### WORK TASK
I would like every line of the records below that contains the word "milliseconds" copied.
——
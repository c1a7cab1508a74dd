//! Read-only verification pass over a completed task group.
//!
//! A failing verdict reopens the group by appending new pending todos.

use serde_json::Value;
use std::fmt::Write as _;
use tracing::{info, instrument, warn};
use uuid::Uuid;

use super::conversation::{dispatch_tool_calls, push_section, tool_listing, LoopContext};
use crate::domain::errors::{DomainError, DomainResult};
use crate::domain::models::{
    AuditConfig, AuditStatus, AuditVerdict, ChatMessage, ModelRequest, SwarmEvent, TaskGroup,
    Todo,
};
use crate::domain::ports::PromptRole;
use crate::services::{format_todo_list, TodoListTool, ToolSet};

/// Tag placed on todos created from a failing verdict.
pub const AUDIT_TAG: &str = "audit";

const VERDICT_REMINDER: &str = "Finish with a verdict: a JSON object \
    {\"passed\": true|false, \"reasons\": [...], \"additional_tasks\": [...]} \
    or the lines VERDICT: PASS|FAIL, REASONS:, TASKS:.";

/// How an audit ended.
#[derive(Debug, Clone, PartialEq, Eq)]
pub enum AuditOutcome {
    Passed,
    Failed,
    /// No verdict before a ceiling or a fatal error. Needs review.
    Inconclusive { reason: String },
}

impl AuditOutcome {
    pub fn status(&self) -> AuditStatus {
        match self {
            Self::Passed => AuditStatus::Passed,
            Self::Failed => AuditStatus::Failed,
            Self::Inconclusive { .. } => AuditStatus::Inconclusive,
        }
    }
}

/// Result of one audit run.
#[derive(Debug, Clone, PartialEq)]
pub struct AuditReport {
    pub group_id: String,
    pub outcome: AuditOutcome,
    pub verdict: Option<AuditVerdict>,
    pub iterations: u32,
    pub cost: f64,
    pub new_todo_ids: Vec<Uuid>,
}

impl AuditReport {
    /// The inconclusive case as a typed soft error.
    pub fn inconclusive_error(&self) -> Option<DomainError> {
        match &self.outcome {
            AuditOutcome::Inconclusive { reason } => Some(DomainError::AuditInconclusive {
                group_id: self.group_id.clone(),
                reason: reason.clone(),
            }),
            _ => None,
        }
    }
}

/// Auditor bound to one group, restricted to read-only tools.
pub struct AuditLoop {
    group: TaskGroup,
    ctx: LoopContext,
    config: AuditConfig,
    tools: ToolSet,
}

impl AuditLoop {
    pub async fn new(group_id: &str, ctx: LoopContext, config: AuditConfig) -> DomainResult<Self> {
        let group = ctx
            .graph
            .group(group_id)
            .await
            .ok_or_else(|| DomainError::GroupNotFound(group_id.to_string()))?;

        let mut tools = ctx.registry.read_only();
        tools.insert(std::sync::Arc::new(TodoListTool::new(
            std::sync::Arc::clone(&ctx.graph),
            group_id,
        )));

        Ok(Self {
            group,
            ctx,
            config,
            tools,
        })
    }

    pub fn tools(&self) -> &ToolSet {
        &self.tools
    }

    async fn seed_messages(&self) -> Vec<ChatMessage> {
        let mut system = self
            .ctx
            .prompts
            .system_prompt(PromptRole::Auditor, &self.group.specialization);
        let _ = write!(
            system,
            "\n\nAvailable read-only tools:\n{}\n{VERDICT_REMINDER}",
            tool_listing(&self.tools)
        );

        let todos = self
            .ctx
            .graph
            .todos(&self.group.group_id)
            .await
            .unwrap_or_else(|_| self.group.todos.clone());
        let mut user = format!(
            "Audit task group: {}\n{}\n\n## Todos\n{}",
            self.group.group_id,
            self.group.description,
            format_todo_list(&todos).trim_end()
        );
        push_section(&mut user, "Requirements", &self.ctx.documentation.requirements_text);
        push_section(&mut user, "Design", &self.ctx.documentation.design_text);

        vec![ChatMessage::system(system), ChatMessage::user(user)]
    }

    #[instrument(skip(self), fields(group_id = %self.group.group_id))]
    pub async fn run(self) -> AuditReport {
        let group_id = self.group.group_id.clone();
        let auditor_id = format!("auditor-{group_id}");
        let mut messages = self.seed_messages().await;
        let schemas = self.tools.schemas();
        let sampling = self.ctx.sampling();

        let mut cost = 0.0_f64;
        let mut iterations: u32 = 0;

        let (outcome, verdict) = loop {
            if iterations >= self.config.max_iterations {
                break (inconclusive("iteration ceiling reached without a verdict"), None);
            }
            if cost >= self.config.max_cost {
                break (inconclusive("cost ceiling reached without a verdict"), None);
            }

            iterations += 1;
            let request = ModelRequest::new(&self.ctx.model, messages.clone())
                .with_tools(schemas.clone())
                .with_sampling(sampling.clone());

            let response = match self.ctx.gateway.call(&request).await {
                Ok(response) => response,
                Err(err) if err.is_fatal() => {
                    break (inconclusive(&format!("fatal gateway error: {err}")), None);
                }
                Err(err) => {
                    warn!(error = %err, "Audit iteration failed, continuing");
                    continue;
                }
            };

            cost += response.billable_cost();
            self.ctx.events.emit(SwarmEvent::CostDelta {
                worker_id: auditor_id.clone(),
                delta: response.billable_cost(),
                total: cost,
            });
            messages.push(ChatMessage::assistant(
                response.content.clone(),
                response.tool_calls.clone(),
            ));

            if response.has_tool_calls() {
                let results = dispatch_tool_calls(&self.tools, &response.tool_calls).await;
                messages.extend(results);
                continue;
            }

            match parse_verdict(&response.content) {
                Some(verdict) if verdict.passed => break (AuditOutcome::Passed, Some(verdict)),
                Some(verdict) => break (AuditOutcome::Failed, Some(verdict)),
                None => messages.push(ChatMessage::system(VERDICT_REMINDER)),
            }
        };

        let mut new_todo_ids = Vec::new();
        if let (AuditOutcome::Failed, Some(verdict)) = (&outcome, &verdict) {
            for title in follow_up_titles(verdict) {
                let todo = Todo::new(title).with_tag(AUDIT_TAG);
                match self.ctx.graph.add_todo_with(&group_id, todo).await {
                    Ok(id) => new_todo_ids.push(id),
                    Err(err) => warn!(error = %err, "Failed to add audit follow-up todo"),
                }
            }
        }

        info!(
            outcome = %outcome.status(),
            iterations,
            cost,
            new_todos = new_todo_ids.len(),
            "Audit finished"
        );
        self.ctx.events.emit(SwarmEvent::AuditCompleted {
            group_id: group_id.clone(),
            status: outcome.status(),
            new_todos: new_todo_ids.len(),
        });

        AuditReport {
            group_id,
            outcome,
            verdict,
            iterations,
            cost,
            new_todo_ids,
        }
    }
}

fn inconclusive(reason: &str) -> AuditOutcome {
    AuditOutcome::Inconclusive {
        reason: reason.to_string(),
    }
}

/// Todos to open for a failing verdict. A failure without tasks still
/// reopens the group with one todo built from the reasons.
fn follow_up_titles(verdict: &AuditVerdict) -> Vec<String> {
    let tasks: Vec<String> = verdict
        .additional_tasks
        .iter()
        .map(|t| t.trim().to_string())
        .filter(|t| !t.is_empty())
        .collect();
    if !tasks.is_empty() {
        return tasks;
    }
    let reasons = if verdict.reasons.is_empty() {
        "no reasons given".to_string()
    } else {
        verdict.reasons.join("; ")
    };
    vec![format!("Address audit findings: {reasons}")]
}

/// Extract a verdict from a reply.
///
/// Accepts a JSON object with a boolean `passed` anywhere in the text, or
/// free text with a `VERDICT: PASS|FAIL` line and optional `REASONS:` and
/// `TASKS:` bullet lists.
pub fn parse_verdict(text: &str) -> Option<AuditVerdict> {
    parse_json_verdict(text).or_else(|| parse_text_verdict(text))
}

fn parse_json_verdict(text: &str) -> Option<AuditVerdict> {
    for (start, _) in text.match_indices('{') {
        let mut stream = serde_json::Deserializer::from_str(&text[start..]).into_iter::<Value>();
        let Some(Ok(value)) = stream.next() else {
            continue;
        };
        if value.get("passed").is_some_and(Value::is_boolean) {
            if let Ok(verdict) = serde_json::from_value::<AuditVerdict>(value) {
                return Some(verdict);
            }
        }
    }
    None
}

#[derive(Clone, Copy)]
enum Section {
    None,
    Reasons,
    Tasks,
}

fn parse_text_verdict(text: &str) -> Option<AuditVerdict> {
    let mut passed: Option<bool> = None;
    let mut reasons = Vec::new();
    let mut tasks = Vec::new();
    let mut section = Section::None;

    for raw in text.lines() {
        let line = raw.trim();
        let upper = line.to_uppercase();

        if let Some(rest) = strip_label(line, &upper, "VERDICT:") {
            let value = rest.trim().to_uppercase();
            if value.starts_with("PASS") {
                passed = Some(true);
            } else if value.starts_with("FAIL") {
                passed = Some(false);
            }
            section = Section::None;
            continue;
        }
        if let Some(rest) = strip_label(line, &upper, "REASONS:") {
            section = Section::Reasons;
            push_item(&mut reasons, rest);
            continue;
        }
        if let Some(rest) = strip_label(line, &upper, "TASKS:") {
            section = Section::Tasks;
            push_item(&mut tasks, rest);
            continue;
        }

        match (bullet_item(line), section) {
            (Some(item), Section::Reasons) => push_item(&mut reasons, item),
            (Some(item), Section::Tasks) => push_item(&mut tasks, item),
            (Some(_), Section::None) => {}
            (None, _) if line.is_empty() => {}
            (None, _) => section = Section::None,
        }
    }

    passed.map(|passed| AuditVerdict {
        passed,
        reasons,
        additional_tasks: tasks,
    })
}

fn strip_label<'a>(line: &'a str, upper: &str, label: &str) -> Option<&'a str> {
    upper
        .starts_with(label)
        .then(|| line.get(label.len()..).unwrap_or_default())
}

fn bullet_item(line: &str) -> Option<&str> {
    if let Some(rest) = line.strip_prefix("- ").or_else(|| line.strip_prefix("* ")) {
        return Some(rest);
    }
    let digits = line.chars().take_while(char::is_ascii_digit).count();
    if digits > 0 {
        let rest = &line[digits..];
        return rest
            .strip_prefix(". ")
            .or_else(|| rest.strip_prefix(") "));
    }
    None
}

fn push_item(items: &mut Vec<String>, item: &str) {
    let item = item.trim();
    if !item.is_empty() && !item.eq_ignore_ascii_case("none") {
        items.push(item.to_string());
    }
}
use serde::{Deserialize, Serialize};
use std::collections::HashMap;
use std::path::PathBuf;

/// Main configuration structure for swarmcore
#[derive(Debug, Clone, Serialize, Deserialize)]
#[serde(rename_all = "snake_case")]
pub struct Config {
    /// Model identifier sent with every gateway request
    #[serde(default = "default_model")]
    pub default_model: String,

    /// Gateway configuration (rate limit, retry, cache)
    #[serde(default)]
    pub gateway: GatewayConfig,

    /// Agent loop behaviour
    #[serde(default)]
    pub agent: AgentConfig,

    /// Audit loop behaviour
    #[serde(default)]
    pub audit: AuditConfig,

    /// Coordinator scheduling and global budgets
    #[serde(default)]
    pub coordinator: CoordinatorConfig,

    /// Worker capabilities used when a specialization has no override
    #[serde(default)]
    pub worker_defaults: WorkerTemplate,

    /// Per-specialization worker overrides
    #[serde(default)]
    pub specializations: HashMap<String, WorkerTemplate>,

    /// Logging configuration
    #[serde(default)]
    pub logging: LoggingConfig,
}

fn default_model() -> String {
    "claude-sonnet-4-5".to_string()
}

impl Default for Config {
    fn default() -> Self {
        Self {
            default_model: default_model(),
            gateway: GatewayConfig::default(),
            agent: AgentConfig::default(),
            audit: AuditConfig::default(),
            coordinator: CoordinatorConfig::default(),
            worker_defaults: WorkerTemplate::default(),
            specializations: HashMap::new(),
            logging: LoggingConfig::default(),
        }
    }
}

impl Config {
    /// Worker template for a specialization, falling back to the defaults.
    pub fn worker_template(&self, specialization: &str) -> &WorkerTemplate {
        self.specializations
            .get(specialization)
            .unwrap_or(&self.worker_defaults)
    }
}

/// Gateway configuration
#[derive(Debug, Clone, Default, Serialize, Deserialize)]
#[serde(rename_all = "snake_case")]
pub struct GatewayConfig {
    #[serde(default)]
    pub rate_limit: RateLimitConfig,

    #[serde(default)]
    pub retry: RetryConfig,

    #[serde(default)]
    pub cache: CacheConfig,
}

/// Rate limiting configuration, shared by every gateway in the process
#[derive(Debug, Clone, Serialize, Deserialize)]
#[serde(rename_all = "snake_case")]
pub struct RateLimitConfig {
    /// Minimum spacing between consecutive upstream calls (0 disables)
    #[serde(default = "default_min_interval_ms")]
    pub min_interval_ms: u64,

    /// Maximum number of upstream calls in flight at once
    #[serde(default = "default_max_global_concurrency")]
    pub max_global_concurrency: usize,
}

const fn default_min_interval_ms() -> u64 {
    200
}

const fn default_max_global_concurrency() -> usize {
    8
}

impl Default for RateLimitConfig {
    fn default() -> Self {
        Self {
            min_interval_ms: default_min_interval_ms(),
            max_global_concurrency: default_max_global_concurrency(),
        }
    }
}

/// Retry policy configuration
#[derive(Debug, Clone, Serialize, Deserialize)]
#[serde(rename_all = "snake_case")]
pub struct RetryConfig {
    /// Maximum number of retries after the first attempt
    #[serde(default = "default_max_retries")]
    pub max_retries: u32,

    /// Delay before the first retry in milliseconds
    #[serde(default = "default_base_delay_ms")]
    pub base_delay_ms: u64,

    /// Exponential growth factor between retries
    #[serde(default = "default_multiplier")]
    pub multiplier: f64,

    /// Upper bound on any single delay in milliseconds
    #[serde(default = "default_max_delay_ms")]
    pub max_delay_ms: u64,

    /// Lower bound of the additive jitter, as a fraction of the delay
    #[serde(default = "default_jitter_min")]
    pub jitter_min: f64,

    /// Upper bound of the additive jitter, as a fraction of the delay
    #[serde(default = "default_jitter_max")]
    pub jitter_max: f64,
}

const fn default_max_retries() -> u32 {
    3
}

const fn default_base_delay_ms() -> u64 {
    1_000
}

const fn default_multiplier() -> f64 {
    2.0
}

const fn default_max_delay_ms() -> u64 {
    60_000
}

const fn default_jitter_min() -> f64 {
    0.10
}

const fn default_jitter_max() -> f64 {
    0.30
}

impl Default for RetryConfig {
    fn default() -> Self {
        Self {
            max_retries: default_max_retries(),
            base_delay_ms: default_base_delay_ms(),
            multiplier: default_multiplier(),
            max_delay_ms: default_max_delay_ms(),
            jitter_min: default_jitter_min(),
            jitter_max: default_jitter_max(),
        }
    }
}

/// Response cache configuration
#[derive(Debug, Clone, Serialize, Deserialize)]
#[serde(rename_all = "snake_case")]
pub struct CacheConfig {
    #[serde(default = "default_true")]
    pub enabled: bool,

    /// Capacity bound; entries never expire by age
    #[serde(default = "default_cache_max_entries")]
    pub max_entries: u64,
}

const fn default_true() -> bool {
    true
}

const fn default_cache_max_entries() -> u64 {
    1_024
}

impl Default for CacheConfig {
    fn default() -> Self {
        Self {
            enabled: true,
            max_entries: default_cache_max_entries(),
        }
    }
}

/// Agent loop configuration
#[derive(Debug, Clone, Serialize, Deserialize)]
#[serde(rename_all = "snake_case")]
pub struct AgentConfig {
    /// Phrases that mark a free-text completion claim (case-insensitive)
    #[serde(default = "default_completion_phrases")]
    pub completion_phrases: Vec<String>,

    #[serde(default = "default_max_tokens")]
    pub max_tokens: Option<u32>,

    #[serde(default)]
    pub temperature: Option<f32>,
}

fn default_completion_phrases() -> Vec<String> {
    [
        "task complete",
        "task is complete",
        "all todos are complete",
        "all todos completed",
        "all tasks complete",
        "all tasks completed",
        "work is complete",
    ]
    .into_iter()
    .map(String::from)
    .collect()
}

#[allow(clippy::unnecessary_wraps)]
const fn default_max_tokens() -> Option<u32> {
    Some(4_096)
}

impl Default for AgentConfig {
    fn default() -> Self {
        Self {
            completion_phrases: default_completion_phrases(),
            max_tokens: default_max_tokens(),
            temperature: None,
        }
    }
}

/// Audit loop configuration
#[derive(Debug, Clone, Serialize, Deserialize)]
#[serde(rename_all = "snake_case")]
pub struct AuditConfig {
    #[serde(default = "default_true")]
    pub enabled: bool,

    #[serde(default = "default_audit_max_iterations")]
    pub max_iterations: u32,

    #[serde(default = "default_audit_max_cost")]
    pub max_cost: f64,
}

const fn default_audit_max_iterations() -> u32 {
    20
}

const fn default_audit_max_cost() -> f64 {
    2.0
}

impl Default for AuditConfig {
    fn default() -> Self {
        Self {
            enabled: true,
            max_iterations: default_audit_max_iterations(),
            max_cost: default_audit_max_cost(),
        }
    }
}

/// What the coordinator does once a group fails
#[derive(Debug, Clone, Copy, PartialEq, Eq, Default, Serialize, Deserialize)]
#[serde(rename_all = "snake_case")]
pub enum FailurePolicy {
    /// Stop starting phases and report partial results
    #[default]
    HaltOnFailure,
    /// Keep running branches that do not depend on a failed group
    ContinueIndependent,
}

/// Coordinator configuration
#[derive(Debug, Clone, Serialize, Deserialize)]
#[serde(rename_all = "snake_case")]
pub struct CoordinatorConfig {
    #[serde(default = "default_max_concurrent_workers")]
    pub max_concurrent_workers: usize,

    /// Global cost ceiling across all loops, in USD
    #[serde(default = "default_max_total_cost")]
    pub max_total_cost: f64,

    /// Global model-call ceiling across all loops
    #[serde(default = "default_max_total_iterations")]
    pub max_total_iterations: u64,

    #[serde(default)]
    pub failure_policy: FailurePolicy,

    /// First backoff step when no group is ready yet
    #[serde(default = "default_stall_poll_interval_ms")]
    pub stall_poll_interval_ms: u64,

    /// Re-polls before an empty ready set is declared a stall
    #[serde(default = "default_stall_max_polls")]
    pub stall_max_polls: u32,

    /// Upper bound on scheduling phases, including audit reopen cycles
    #[serde(default = "default_max_phases")]
    pub max_phases: u32,
}

const fn default_max_concurrent_workers() -> usize {
    4
}

const fn default_max_total_cost() -> f64 {
    50.0
}

const fn default_max_total_iterations() -> u64 {
    1_000
}

const fn default_stall_poll_interval_ms() -> u64 {
    250
}

const fn default_stall_max_polls() -> u32 {
    5
}

const fn default_max_phases() -> u32 {
    100
}

impl Default for CoordinatorConfig {
    fn default() -> Self {
        Self {
            max_concurrent_workers: default_max_concurrent_workers(),
            max_total_cost: default_max_total_cost(),
            max_total_iterations: default_max_total_iterations(),
            failure_policy: FailurePolicy::default(),
            stall_poll_interval_ms: default_stall_poll_interval_ms(),
            stall_max_polls: default_stall_max_polls(),
            max_phases: default_max_phases(),
        }
    }
}

/// Capabilities and per-loop budget handed to workers of one specialization
#[derive(Debug, Clone, Serialize, Deserialize)]
#[serde(rename_all = "snake_case")]
pub struct WorkerTemplate {
    #[serde(default)]
    pub allowed_tool_names: Vec<String>,

    #[serde(default)]
    pub scope_paths: Vec<PathBuf>,

    #[serde(default = "default_worker_max_cost")]
    pub max_cost: f64,

    #[serde(default = "default_worker_max_iterations")]
    pub max_iterations: u32,
}

const fn default_worker_max_cost() -> f64 {
    5.0
}

const fn default_worker_max_iterations() -> u32 {
    50
}

impl Default for WorkerTemplate {
    fn default() -> Self {
        Self {
            allowed_tool_names: Vec::new(),
            scope_paths: Vec::new(),
            max_cost: default_worker_max_cost(),
            max_iterations: default_worker_max_iterations(),
        }
    }
}

/// Log output format
#[derive(Debug, Clone, Copy, Serialize, Deserialize, PartialEq, Eq, Default)]
#[serde(rename_all = "lowercase")]
pub enum LogFormat {
    #[default]
    Json,
    Pretty,
}

/// Log file rotation policy
#[derive(Debug, Clone, Copy, Serialize, Deserialize, PartialEq, Eq, Default)]
#[serde(rename_all = "lowercase")]
pub enum RotationPolicy {
    #[default]
    Daily,
    Hourly,
    Never,
}

/// Logging configuration
#[derive(Debug, Clone, Serialize, Deserialize)]
#[serde(rename_all = "snake_case")]
pub struct LoggingConfig {
    /// Log level: trace, debug, info, warn, error
    #[serde(default = "default_log_level")]
    pub level: String,

    #[serde(default)]
    pub format: LogFormat,

    /// Directory for rolling log files (stderr only when unset)
    #[serde(default)]
    pub log_dir: Option<PathBuf>,

    #[serde(default)]
    pub rotation: RotationPolicy,
}

fn default_log_level() -> String {
    "info".to_string()
}

impl Default for LoggingConfig {
    fn default() -> Self {
        Self {
            level: default_log_level(),
            format: LogFormat::default(),
            log_dir: None,
            rotation: RotationPolicy::default(),
        }
    }
}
——
### TASK ANSWER
    /// Delay before the first retry in milliseconds
    /// Upper bound on any single delay in milliseconds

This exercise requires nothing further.